Early stopping is a regularization technique that helps prevent overfitting in XGBoost models by halting the training process when the model’s performance on a validation set stops improving.
By setting the min_delta
parameter in the xgboost.callback.EarlyStopping
callback, you can control the minimum improvement required to continue training, effectively tuning the sensitivity of the early stopping mechanism.
This example demonstrates how to configure the early stopping tolerance using the native XGBoost API with xgboost.callback.EarlyStopping(min_delta=0.01)
:
from sklearn.datasets import load_breast_cancer
from sklearn.model_selection import train_test_split
import xgboost as xgb
# Load the breast cancer dataset
data = load_breast_cancer()
X, y = data.data, data.target
# Split the data into training and validation sets
X_train, X_val, y_train, y_val = train_test_split(X, y, test_size=0.2, random_state=42)
# Set up early stopping callback with min_delta=0.01
early_stop = xgb.callback.EarlyStopping(rounds=10, min_delta=0.01)
# Define XGBoost parameters with early stopping callback
params = {
'objective': 'binary:logistic',
'eval_metric': 'error',
'learning_rate': 0.1,
'max_depth': 3,
'subsample': 0.8,
'colsample_bytree': 0.8,
'callbacks': [early_stop]
}
# Train the model with early stopping
model = xgb.XGBClassifier(**params)
model.fit(X_train, y_train, eval_set=[(X_val, y_val)])
# Print the best iteration and best score
print(f"Best iteration: {model.best_iteration}")

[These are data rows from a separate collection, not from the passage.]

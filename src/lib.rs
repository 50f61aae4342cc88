//! Memo Cache - memoize computations through a pluggable TTL store
//!
//! Results are keyed by function identity and arguments, written to any
//! backend implementing [`Store`] or [`BlockingStore`], and encoded with an
//! extensible JSON codec so sets, dates, bytes, network types and user
//! types survive the round trip.

pub mod cache;
pub mod codec;
pub mod config;
pub mod error;
pub mod key;
pub mod logging;
pub mod runtime;
pub mod store;
pub mod ttl;

pub use cache::{Cache, CacheOptions, ClearOptions, Invalidate, Memoize};
pub use codec::{
    Binary, Codec, FromValue, Pattern, Registration, Registry, Serializer, ToValue, Value,
};
pub use config::CacheConfig;
pub use error::{CacheError, CodecError, RegistryError, Result};
pub use key::{Args, FunctionId, KeyGenerator};
pub use store::{Blocking, BlockingStore, InMemoryStore, Store, SyncInMemoryStore};
pub use ttl::Ttl;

print(f"Best score: {model.best_score}")
The min_delta
parameter sets the minimum improvement required to continue training. A smaller min_delta
will allow training to continue for more rounds, while a larger value will be stricter and stop earlier. In this example, we set min_delta=0.01
, meaning that training will stop if the validation error does not improve by at least 0.01 for 10 consecutive rounds (as specified by the rounds
parameter).
Choosing an appropriate min_delta
value depends on the problem and the evaluation metric. It’s a good idea to start with a default value like 0.01 and adjust based on the model’s performance on the validation set. If the model is stopping too early, you may want to decrease min_delta
to allow for more fine-tuning. Conversely, if the model is overfitting, increasing min_delta
can help stop training earlier.
In addition to min_delta
, it’s essential to monitor other early stopping parameters like early_stopping_rounds
(or rounds
in the native API) and eval_metric
. The early_stopping_rounds
parameter determines the number of consecutive rounds without improvement before stopping, while eval_metric
specifies the evaluation metric to use for early stopping.
By carefully tuning the early stopping tolerance and related parameters, you can effectively regularize your XGBoost models and find the optimal balance between model complexity and generalization performance.